PROVIDED RECORDS —
——

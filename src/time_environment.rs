//! # Time environment
//!
//! [`TimeEnvironment`] owns a [`TimeDataConfig`] and the tables loaded from it, and hands out
//! [`TimeConverter`] handles sharing those tables.
//!
//! Tables are loaded lazily, once, in dependency order:
//!
//! ```text
//! leap-second table ─► leap-only converter ─► EOP table ─► full converter
//! ```
//!
//! The environment is `Sync`: it can be shared between threads, and concurrent first accesses
//! load each table exactly once.
//!
//! ## Usage
//!
//! ```rust,ignore
//! use ephem_timecore::{config::TimeDataConfig, time_environment::TimeEnvironment};
//! use ephem_timecore::time_system::TimeSystem;
//!
//! let env = TimeEnvironment::new(TimeDataConfig::new("data/tai-utc.dat"))?;
//! let converter = env.converter()?;
//! let utc = converter.convert(58849.0, TimeSystem::TAI, TimeSystem::UTC, env.ref_jd())?;
//! ```
use std::sync::Arc;

use camino::Utf8Path;
use once_cell::sync::OnceCell;
use tracing::debug;

use crate::{
    config::TimeDataConfig,
    constants::MJD,
    time_system::{
        converter::TimeConverter, earth_orientation::EarthOrientationTable,
        leap_seconds::LeapSecondTable, Epoch, TimeSystem,
    },
    timecore_errors::TimeCoreError,
};

#[derive(Debug)]
pub struct TimeEnvironment {
    config: TimeDataConfig,
    leap_seconds: OnceCell<Arc<LeapSecondTable>>,
    eop: OnceCell<Arc<EarthOrientationTable>>,
}

impl TimeEnvironment {
    /// An environment over a checked configuration. No file is read yet.
    pub fn new(config: TimeDataConfig) -> Result<Self, TimeCoreError> {
        config.check()?;
        Ok(TimeEnvironment {
            config,
            leap_seconds: OnceCell::new(),
            eop: OnceCell::new(),
        })
    }

    /// An environment over a JSON configuration file.
    pub fn from_json_file(path: &Utf8Path) -> Result<Self, TimeCoreError> {
        Self::new(TimeDataConfig::from_json_file(path)?)
    }

    pub fn config(&self) -> &TimeDataConfig {
        &self.config
    }

    /// Origin of the modified julian dates of this environment.
    pub fn ref_jd(&self) -> f64 {
        self.config.ref_jd
    }

    /// The leap-second table, loaded on first access.
    ///
    /// Return
    /// ----------
    /// * The shared table, or the configuration, I/O or format error of the load.
    pub fn leap_seconds(&self) -> Result<&Arc<LeapSecondTable>, TimeCoreError> {
        self.leap_seconds.get_or_try_init(|| {
            let path = self.config.leap_second_path()?;
            LeapSecondTable::from_file(&path).map(Arc::new)
        })
    }

    /// The Earth orientation table, loaded on first access after the leap-second table.
    ///
    /// Return
    /// ----------
    /// * The shared table, [`TimeCoreError::InvalidConfiguration`] when no EOP file can be
    ///   located, or the load error.
    pub fn eop(&self) -> Result<&Arc<EarthOrientationTable>, TimeCoreError> {
        self.eop.get_or_try_init(|| {
            let path = self.config.eop_path().ok_or_else(|| {
                TimeCoreError::InvalidConfiguration(
                    "no EOP file configured and no user data directory".into(),
                )
            })?;
            let leap_converter = self.utc_converter()?;
            EarthOrientationTable::from_file(&path, self.config.eop_format, &leap_converter)
                .map(Arc::new)
        })
    }

    /// A converter for every system except UT1.
    pub fn utc_converter(&self) -> Result<TimeConverter, TimeCoreError> {
        let leap = self.leap_seconds()?.clone();
        Ok(TimeConverter::with_leap_seconds_only(leap)
            .with_ut1_iteration(self.config.ut1_tolerance, self.config.ut1_max_iterations))
    }

    /// A converter for every system.
    ///
    /// The EOP table is attached when an EOP file is configured, or when the default one exists
    /// in the data directory; otherwise UT1 conversions report a missing table.
    pub fn converter(&self) -> Result<TimeConverter, TimeCoreError> {
        let leap = self.leap_seconds()?.clone();

        let eop_available = self.config.eop_file.is_some()
            || self.config.eop_path().is_some_and(|path| path.exists());
        let eop = if eop_available {
            Some(self.eop()?.clone())
        } else {
            debug!("no EOP file available, UT1 conversions disabled");
            None
        };

        Ok(TimeConverter::new(Some(leap), eop)
            .with_ut1_iteration(self.config.ut1_tolerance, self.config.ut1_max_iterations))
    }

    /// An epoch using the origin of this environment.
    pub fn epoch(&self, mjd: MJD, system: TimeSystem) -> Epoch {
        Epoch::with_ref_jd(mjd, system, self.config.ref_jd)
    }
}
impl CentralBody {
    pub fn indicator(&self) -> f64 {
        match self {
            CentralBody::Earth => 1.0,
            CentralBody::Moon => 2.0,
            CentralBody::Sun => 3.0,
            CentralBody::Mars => 4.0,
            CentralBody::Jupiter => 5.0,
            CentralBody::Saturn => 6.0,
            CentralBody::Uranus => 7.0,
            CentralBody::Neptune => 8.0,
            CentralBody::Pluto => 9.0,
            CentralBody::Mercury => 10.0,
            CentralBody::Venus => 11.0,
        }
    }

    pub fn from_indicator(indicator: f64) -> Option<Self> {
        match indicator.round() as i64 {
            1 => Some(CentralBody::Earth),
            2 => Some(CentralBody::Moon),
            3 => Some(CentralBody::Sun),
            4 => Some(CentralBody::Mars),
            5 => Some(CentralBody::Jupiter),
            6 => Some(CentralBody::Saturn),
            7 => Some(CentralBody::Uranus),
            8 => Some(CentralBody::Neptune),
            9 => Some(CentralBody::Pluto),
            10 => Some(CentralBody::Mercury),
            11 => Some(CentralBody::Venus),
            _ => None,
        }
    }

    pub fn from_name(name: &str) -> Option<Self> {
        match name.trim().to_ascii_lowercase().as_str() {
            "earth" => Some(CentralBody::Earth),
            "moon" | "luna" => Some(CentralBody::Moon),
            "sun" => Some(CentralBody::Sun),
            "mars" => Some(CentralBody::Mars),
            "jupiter" => Some(CentralBody::Jupiter),
            "saturn" => Some(CentralBody::Saturn),
            "uranus" => Some(CentralBody::Uranus),
            "neptune" => Some(CentralBody::Neptune),
            "pluto" => Some(CentralBody::Pluto),
            "mercury" => Some(CentralBody::Mercury),
            "venus" => Some(CentralBody::Venus),
            _ => None,
        }
    }
}

/// Reference frame of the states stored in a Code500 file.
#[derive(Debug, Clone, Copy, PartialEq, Eq, Hash, Serialize, Deserialize)]
pub enum CoordSystemIndicator {
    /// Mean equator and equinox of 1950.
    MeanOf1950,
    /// True equator and equinox of date.
    TrueOfDate,
    /// Mean equator and equinox of J2000.
    J2000,
    /// Body fixed.
    BodyFixed,
}

impl CoordSystemIndicator {
    pub fn code(&self) -> i32 {
        match self {
            CoordSystemIndicator::MeanOf1950 => 2,
            CoordSystemIndicator::TrueOfDate => 3,
            CoordSystemIndicator::J2000 => 4,
            CoordSystemIndicator::BodyFixed => 5,
        }
    }

    /// Decode the on-disk indicator.
    ///
    /// Return
    /// ----------
    /// * The indicator, or [`TimeCoreError::UnknownCoordSystemIndicator`].
    pub fn from_code(code: i32) -> Result<Self, TimeCoreError> {
        match code {
            2 => Ok(CoordSystemIndicator::MeanOf1950),
            3 => Ok(CoordSystemIndicator::TrueOfDate),
            4 => Ok(CoordSystemIndicator::J2000),
            5 => Ok(CoordSystemIndicator::BodyFixed),
            other => Err(TimeCoreError::UnknownCoordSystemIndicator(other)),
        }
    }
}

/// Decoded first header record.
///
/// Dates are kept in the packed on-disk form (`YYYMMDD`, day of year, seconds of day);
/// DUT times are relative to 00:00 of `ref_time_for_dut_yymmdd` (18 Sep 1957 by default).
#[derive(Debug, Clone, PartialEq)]
pub struct Code500Header1 {
    pub product_id: String,
    pub sat_id: f64,
    pub time_system_indicator: f64,
    pub start_date_yyymmdd: f64,
    pub start_day_of_year: f64,
    pub start_seconds_of_day: f64,
    pub end_date_yyymmdd: f64,
    pub end_day_of_year: f64,
    pub end_seconds_of_day: f64,
    pub step_size_secs: f64,
    /// Decoded from EBCDIC.
    pub tape_id: String,
    /// Decoded from EBCDIC.
    pub source_id: String,
    pub header_title: String,
    pub central_body_indicator: f64,
    pub ref_time_for_dut_yymmdd: f64,
    pub coord_system_label: String,
    pub coord_system_indicator: i32,
    pub orbit_theory: String,
    pub interval_dut: f64,
    pub output_interval_indicator: i32,
    pub epoch_time_of_elements_dut: f64,
    /// year - 1900, month, day, hour, minute, milliseconds of minute
    pub epoch_fields: [f64; 6],
    pub keplerian_elements_rad: [f64; 6],
    pub cartesian_elements_dult: [f64; 6],
    pub start_time_dut: f64,
    pub end_time_dut: f64,
    pub date_of_initiation_yyymmdd: f64,
    pub time_of_initiation_hhmmss: f64,
    pub atmospheric_density_model: String,
    pub harmonics_with_titles: String,
}

impl Default for Code500Header1 {
    fn default() -> Self {
        Code500Header1 {
            product_id: String::new(),
            sat_id: 0.0,
            time_system_indicator: A1_TIME_SYSTEM_INDICATOR,
            start_date_yyymmdd: 0.0,
            start_day_of_year: 0.0,
            start_seconds_of_day: 0.0,
            end_date_yyymmdd: 0.0,
            end_day_of_year: 0.0,
            end_seconds_of_day: 0.0,
            step_size_secs: 0.0,
            tape_id: String::new(),
            source_id: String::new(),
            header_title: String::new(),
            central_body_indicator: CentralBody::Earth.indicator(),
            ref_time_for_dut_yymmdd: REF_TIME_FOR_DUT_YYMMDD,
            coord_system_label: "2000".into(),
            coord_system_indicator: CoordSystemIndicator::J2000.code(),
            orbit_theory: "COWELL".into(),
            interval_dut: 0.0,
            output_interval_indicator: 1,
            epoch_time_of_elements_dut: 0.0,
            epoch_fields: [0.0; 6],
            keplerian_elements_rad: [0.0; 6],
            cartesian_elements_dult: [0.0; 6],
            start_time_dut: 0.0,
            end_time_dut: 0.0,
            date_of_initiation_yyymmdd: 0.0,
            time_of_initiation_hhmmss: 0.0,
            atmospheric_density_model: String::new(),
            harmonics_with_titles: String::new(),
        }
    }
}

fn ascii_field(bytes: &[u8], offset: usize, width: usize) -> Result<String, TimeCoreError> {
    let raw = read_bytes(bytes, offset, width)?;
    Ok(String::from_utf8_lossy(raw).trim_end().to_string())
}

fn array6(values: Vec<f64>) -> [f64; 6] {
    let mut out = [0.0; 6];
    for (dst, v) in out.iter_mut().zip(values) {
        *dst = v;
    }
    out
}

——

THE PROBLEM — Using the records above, set down exactly the lines from the one with "pub fn config(&self)" through the one with "the load error.", inclusive, and nothing more.

ANSWER FOR THE TASK —
    pub fn config(&self) -> &TimeDataConfig {
        &self.config
    }

    /// Origin of the modified julian dates of this environment.
    pub fn ref_jd(&self) -> f64 {
        self.config.ref_jd
    }

    /// The leap-second table, loaded on first access.
    ///
    /// Return
    /// ----------
    /// * The shared table, or the configuration, I/O or format error of the load.
    pub fn leap_seconds(&self) -> Result<&Arc<LeapSecondTable>, TimeCoreError> {
        self.leap_seconds.get_or_try_init(|| {
            let path = self.config.leap_second_path()?;
            LeapSecondTable::from_file(&path).map(Arc::new)
        })
    }

    /// The Earth orientation table, loaded on first access after the leap-second table.
    ///
    /// Return
    /// ----------
    /// * The shared table, [`TimeCoreError::InvalidConfiguration`] when no EOP file can be
    ///   located, or the load error.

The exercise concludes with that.